■ **YOUR ASSIGNMENT**: Extract precisely the lines of the entries below, from the first line through the line containing "key is mandatory".

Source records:
mod router_tests;
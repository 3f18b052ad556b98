use crate::cache::ExpiringCache;
use crate::config::AppConfig;
use crate::state::AppState;
use astra::Server;
use std::sync::Arc;
use tracing_subscriber::{layer::SubscriberExt, util::SubscriberInitExt};

mod cache;
mod config;
mod errors;
mod featured;
mod listings;
mod responses;
mod router;
mod state;

#[cfg(test)]
mod tests;

fn main() {
    tracing_subscriber::registry()
        .with(
            tracing_subscriber::EnvFilter::try_from_default_env()
                .unwrap_or_else(|_| "info,mls_proxy=debug".into()),
        )
        .with(tracing_subscriber::fmt::layer())
        .init();

    // 1️⃣ Configuration; the API key is mandatory
    let config = match AppConfig::from_env() {
        Ok(config) => config,
        Err(e) => {
            tracing::error!(error = %e, "configuration error");
            std::process::exit(1);
        }
    };

    // 2️⃣ Shared scrape cache, lives as long as the process
    let cache = Arc::new(ExpiringCache::new(config.featured_cache_ttl));

    let state = match AppState::new(&config, cache) {
        Ok(state) => state,
        Err(e) => {
            tracing::error!(error = %e, "startup failed");
            std::process::exit(1);
        }
    };

    // 3️⃣ Start the server
    let addr = config.bind_addr();
    tracing::info!("MLS proxy running on http://{addr}");

    let server = Server::bind(&addr).max_workers(config.max_workers);

    let result = server.serve(move |req, _info| router::serve(req, &state));

    if let Err(e) = result {
        tracing::error!(error = %e, "server ended with error");
    }

    tracing::info!("server shut down");
}
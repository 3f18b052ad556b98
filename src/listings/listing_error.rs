use thiserror::Error;

#[derive(Debug, Error)]
pub enum ListingError {
    #[error("HTTP client setup failed: {0}")]
    Client(String),

    #[error("Invalid listings endpoint: {0}")]
    InvalidUrl(String),

    #[error("Request failed: {0}")]
    Network(String),

    /// The listings API answered with a non-success status.
    #[error("Upstream HTTP {status}: {body}")]
    Upstream { status: u16, body: String },

    #[error("Response was not valid JSON: {0}")]
    Decode(String),
}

■ **OUTPUT FOR THIS EXERCISE**:
mod router_tests;
repository 3f18b052ad556b98
use crate::cache::ExpiringCache;
use crate::config::AppConfig;
use crate::state::AppState;
use astra::Server;
use std::sync::Arc;
use tracing_subscriber::{layer::SubscriberExt, util::SubscriberInitExt};

mod cache;
mod config;
mod errors;
mod featured;
mod listings;
mod responses;
mod router;
mod state;

#[cfg(test)]
mod tests;

fn main() {
    tracing_subscriber::registry()
        .with(
            tracing_subscriber::EnvFilter::try_from_default_env()
                .unwrap_or_else(|_| "info,mls_proxy=debug".into()),
        )
        .with(tracing_subscriber::fmt::layer())
        .init();

    // 1️⃣ Configuration; the API key is mandatory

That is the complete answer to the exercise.